Zachowano pisownię oryginalną. Źródło u autorów.
Brzyska, pow. Jasło, w październiku.
[…]
W naszej wsi gospodarowali Moskale kilka miesięcy. Przybyli
do nas 26 września 1914 r. W tym dniu pojawiła się najprzód patrol dragonów
Madziarów, którzy ukryli się koło cmentarza. Siałem wtedy żyto; naraz, o godzinie
1-ej popołudniu, ujrzałem patrol moskiewską, nadjeżdżającą od strony Kołaczyc..

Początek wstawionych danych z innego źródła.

//! Serves a small article API with public caching and ETag conditional GET.
//!
//! ```text
//! RUST_LOG=debug cargo run --example etag_server
//! curl -i http://127.0.0.1:8080/articles/1
//! curl -i -H 'If-None-Match: article-1-v3' http://127.0.0.1:8080/articles/1
//! ```

use std::time::{Duration, SystemTime};

use rttp_caching::{
    Pipeline, Response, Server, StatusCode,
    caching::{Caching, CachingOptions, CachingReply, Expires, privacy},
    context::Context,
    middleware::LoggerMiddleware,
};
use serde_json::json;
use tracing_subscriber::EnvFilter;

async fn article(ctx: Context) -> Response {
    let Some(id) = ctx.request().path().strip_prefix("/articles/") else {
        return Response::new(StatusCode::NotFound);
    };
    let body = json!({ "id": id, "title": format!("Article {id}"), "revision": 3 });

    match Response::json(StatusCode::Ok, &body) {
        Ok(response) => response
            .etag(format!("article-{id}-v3").as_str(), Duration::from_secs(600))
            .expires(Expires::from(SystemTime::now() + Duration::from_secs(300))),
        Err(err) => Response::new(StatusCode::InternalServerError).body(err.to_string()),
    }
}

#[tokio::main]
async fn main() -> Result<(), Box<dyn std::error::Error>> {
    tracing_subscriber::fmt()
        .with_env_filter(EnvFilter::try_from_default_env().unwrap_or_else(|_| EnvFilter::new("info")))
        .init();

    let caching = Caching::new(
        CachingOptions::new()
            .privacy(privacy::PUBLIC)
            .expires_in(300)
            .server_expires_in(600)
            .cache_segment("articles"),
    );
    let app = caching.install(Pipeline::new(article).with(LoggerMiddleware));

    let server = Server::bind("127.0.0.1:8080").await?;
    server
        .serve_with_shutdown(app, async {
            let _ = tokio::signal::ctrl_c().await;
        })
        .await?;
    Ok(())
}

Wywiązała się utarczka patroli. Zaczęła się strzelanina. Ja zebrałem resztę
żyta i pojechałem z pola do domu. Przyjeżdżam, a tu mówią, że u nas osadzają
armaty na górze, zwanej Liwosz.- o godzinie 3 popołudniu usłyszeliśmy granie
armat. We wsi powstał wielki popłoch. Jedni kopali doły, aby się ukryć przed
kulami, drudzy wiązali rzeczy w tłumoki, wypędzali bydło ze stajen, chcąc
uciekać, ale ponieważ kule świszczały naokół i przejścia bezpiecznego nie było,
zdecydowali się zostać. Potem to my się tak oswoili z kulami, żeśmy sobie
chodzili wśród nich spokojnie. Przez naszą wieś przewalały się wielotysięczne kolumny moskiewskie,
maszerujące pod Karpaty. Przechodziło tysiące wracało po kilku.

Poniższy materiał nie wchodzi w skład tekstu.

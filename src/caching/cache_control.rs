//! `Cache-Control` header construction.

use std::sync::Arc;

use super::options::{CachingOptions, privacy};
use crate::{
    Response,
    context::Context,
    http::header,
    middleware::{BoxFuture, Middleware, Next},
};

/// Builds the `Cache-Control` value for `options`, or `None` when no privacy
/// directive is configured.
///
/// The privacy token starts the value verbatim. `max-age` follows unless the
/// privacy is `no-cache`; `s-maxage` follows only for `public`. Both
/// comparisons ignore ASCII case. Every other token, `no-store` included, is
/// opaque and still gets `max-age`. An empty privacy string and zero ages
/// count as unset.
///
/// # Examples
///
/// ```
/// use rttp_caching::caching::{CachingOptions, cache_control_value, privacy};
///
/// let options = CachingOptions::new()
///     .privacy(privacy::PUBLIC)
///     .expires_in(300)
///     .server_expires_in(12345);
/// assert_eq!(
///     cache_control_value(&options).as_deref(),
///     Some("public, max-age=300, s-maxage=12345"),
/// );
/// ```
pub fn cache_control_value(options: &CachingOptions) -> Option<String> {
    let directive = options.privacy.as_deref().filter(|p| !p.is_empty())?;
    let mut value = directive.to_owned();

    if !directive.eq_ignore_ascii_case(privacy::NO_CACHE) {
        if let Some(max_age) = options.expires_in.filter(|&secs| secs > 0) {
            value.push_str(&format!(", max-age={max_age}"));
        }
    }

    if directive.eq_ignore_ascii_case(privacy::PUBLIC) {
        if let Some(s_maxage) = options.server_expires_in.filter(|&secs| secs > 0) {
            value.push_str(&format!(", s-maxage={s_maxage}"));
        }
    }

    Some(value)
}

/// Sets a fixed `Cache-Control` value on every response that does not carry
/// one already. Values set by the application are left alone.
#[derive(Debug, Clone)]
pub struct CacheControlMiddleware {
    value: Arc<str>,
}

impl CacheControlMiddleware {
    pub fn new(value: impl Into<Arc<str>>) -> Self {
        Self {
            value: value.into(),
        }
    }

    pub fn value(&self) -> &str {
        &self.value
    }
}

impl Middleware for CacheControlMiddleware {
    fn handle(&self, ctx: Context, next: Next) -> BoxFuture<'static, Response> {
        let value = Arc::clone(&self.value);
        Box::pin(async move {
            let mut response = next.run(ctx).await;
            if !response.headers().contains(header::CACHE_CONTROL) {
                response.set_header(header::CACHE_CONTROL, &*value);
            }
            response
        })
    }
}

Od 26 września 1914 r. do maja 1915 r. gospodarzyli u nas
Moskale. Zabrali nam bydło, konie, wozy, siano, słomę, trzodę, drób. Co chwila
słychać było krzyk: „ Ratujcie”, bo kozacy bili kobiety. Przychodziło czasem do
bitek kobiet z żołnierzami, bo dziewuchy się ośmieliły i broniąc czci, czy
dobytku, biły ich miotłami i czem tam mogły. Nieraz w ten sposób udało się
babom odzyskać krowę lub konia, zabranego przez żołnierzy rosyjskich..
W tym czasie dał nam się najbardziej odczuwać brak soli.

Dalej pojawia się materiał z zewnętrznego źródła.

//! Ordered, case-insensitive HTTP header map.
//!
//! Field names compare case-insensitively (RFC 9110 §5.1). Caching headers are
//! single-valued, so besides the appending [`Headers::insert`] the map offers
//! [`Headers::set`], which replaces every earlier value for a name.

use std::fmt;

/// A case-insensitive, multi-value HTTP header map.
///
/// # Examples
///
/// ```
/// use rttp_caching::http::Headers;
///
/// let mut headers = Headers::new();
/// headers.insert("ETag", "first");
/// headers.set("etag", "second");
///
/// assert_eq!(headers.get("ETAG"), Some("second"));
/// assert_eq!(headers.get_all("etag").count(), 1);
/// ```
#[derive(Debug, Clone, Default)]
pub struct Headers {
    inner: Vec<(String, String)>,
}

impl Headers {
    pub fn new() -> Self {
        Self::default()
    }

    pub fn with_capacity(capacity: usize) -> Self {
        Self {
            inner: Vec::with_capacity(capacity),
        }
    }

    /// Appends a header entry. Multiple values for the same name are preserved.
    pub fn insert(&mut self, name: impl Into<String>, value: impl Into<String>) {
        self.inner.push((name.into(), value.into()));
    }

    /// Replaces every value stored under `name` with a single `value`.
    ///
    /// The replacement keeps the position of the first existing entry so the
    /// serialized header order stays stable.
    pub fn set(&mut self, name: impl Into<String>, value: impl Into<String>) {
        let name = name.into();
        let value = value.into();

        match self.inner.iter().position(|(k, _)| k.eq_ignore_ascii_case(&name)) {
            Some(pos) => {
                let mut index = 0;
                self.inner.retain(|(k, _)| {
                    let keep = index <= pos || !k.eq_ignore_ascii_case(&name);
                    index += 1;
                    keep
                });
                self.inner[pos] = (name, value);
            }
            None => self.inner.push((name, value)),
        }
    }

    /// Returns the first value for the given header name, or `None`.
    pub fn get(&self, name: &str) -> Option<&str> {
        self.inner
            .iter()
            .find(|(k, _)| k.eq_ignore_ascii_case(name))
            .map(|(_, v)| v.as_str())
    }

    /// Returns an iterator over all values for the given header name.
    pub fn get_all<'a>(&'a self, name: &'a str) -> impl Iterator<Item = &'a str> + 'a {
        self.inner
            .iter()
            .filter(move |(k, _)| k.eq_ignore_ascii_case(name))
            .map(|(_, v)| v.as_str())
    }

    /// Removes all entries with the given header name.
    ///
    /// Returns `true` if any entries were removed.
    pub fn remove(&mut self, name: &str) -> bool {
        let before = self.inner.len();
        self.inner.retain(|(k, _)| !k.eq_ignore_ascii_case(name));
        self.inner.len() < before
    }

    pub fn contains(&self, name: &str) -> bool {
        self.inner.iter().any(|(k, _)| k.eq_ignore_ascii_case(name))
    }

    /// Number of header entries (not unique names).
    pub fn len(&self) -> usize {
        self.inner.len()
    }

    pub fn is_empty(&self) -> bool {
        self.inner.is_empty()
    }

    /// Iterates `(name, value)` pairs in insertion order.
    pub fn iter(&self) -> impl Iterator<Item = (&str, &str)> {
        self.inner.iter().map(|(k, v)| (k.as_str(), v.as_str()))
    }
}

impl fmt::Display for Headers {
    fn fmt(&self, f: &mut fmt::Formatter<'_>) -> fmt::Result {
        for (name, value) in &self.inner {
            write!(f, "{name}: {value}\r\n")?;
        }
        Ok(())
    }
}

#[cfg(test)]
mod tests {
    use super::*;

    #[test]
    fn case_insensitive_get() {
        let mut h = Headers::new();
        h.insert("If-None-Match", "abc");
        assert_eq!(h.get("if-none-match"), Some("abc"));
        assert_eq!(h.get("IF-NONE-MATCH"), Some("abc"));
    }

    #[test]
    fn set_replaces_all_previous_values() {
        let mut h = Headers::new();
        h.insert("ETag", "one");
        h.insert("Vary", "Origin");
        h.insert("etag", "two");
        h.set("ETag", "three");

        let vals: Vec<_> = h.get_all("etag").collect();
        assert_eq!(vals, vec!["three"]);
        // first position is kept
        assert_eq!(h.iter().next(), Some(("ETag", "three")));
        assert_eq!(h.len(), 2);
    }

    #[test]
    fn set_appends_when_missing() {
        let mut h = Headers::new();
        h.set("Expires", "foobar");
        assert_eq!(h.get("expires"), Some("foobar"));
    }

    #[test]
    fn remove() {
        let mut h = Headers::new();
        h.insert("Cache-Control", "no-cache");
        assert!(h.remove("cache-control"));
        assert!(h.is_empty());
        assert!(!h.remove("cache-control"));
    }

    #[test]
    fn display_is_wire_format() {
        let mut h = Headers::new();
        h.insert("ETag", "123456");
        assert_eq!(h.to_string(), "ETag: 123456\r\n");
    }
}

Pewnego razu rozeszły się wieści, że jakiś kupiec przywiózł sól ze Rzeszowa do
Jodłowej. Pojechałem, przeszło milę, kupić tej soli. Ludzi było pełno koło domu
i w domu owego kupca, tak, że mnie ledwo wpuszczono. Kupiec , użaliwszy się,
żem jechał do niego tyle drogi, sprzedał mi dwa kilo soli za 4 korony.
Pojechałem do Brzostka, gdzie podobno było więcej soli. Zastałem tam ciżbę
ludzi tak straszną, że dwie kobiety zemdlały. Już mi się soli nie dostało.
Pojechałem do Rzeszowa z sąsiadami. Ale tam Moskale zabrali nam konie i wozy, i
kazali przez tydzień wozić sobie siano. Jeden gospodarz miał żonę chorą.
Odwiózł ją do doktora do Rzeszowa. Moskale zabrali go na forszpan. Płakał
chłopina, prosił, ale nic nie pomogło. Do chorej żony go nie puszczono i kazano
jechać. Nam po tygodniu pozwolono wrócić, a on jeszcze został.
Antoni Rakoczy, rolnik
Moja babcia Stanisława Rakoczy mieszkała w Brzysku. Urodziła się w 1910 roku, w wieku ok. 6 lat wyjechała na Pomorze z rodzicami. Myślę, ze Antoni to mógł być Babci krewny, może wujek. Babcia czesto wspominała Brzysko, dużo pamiętała.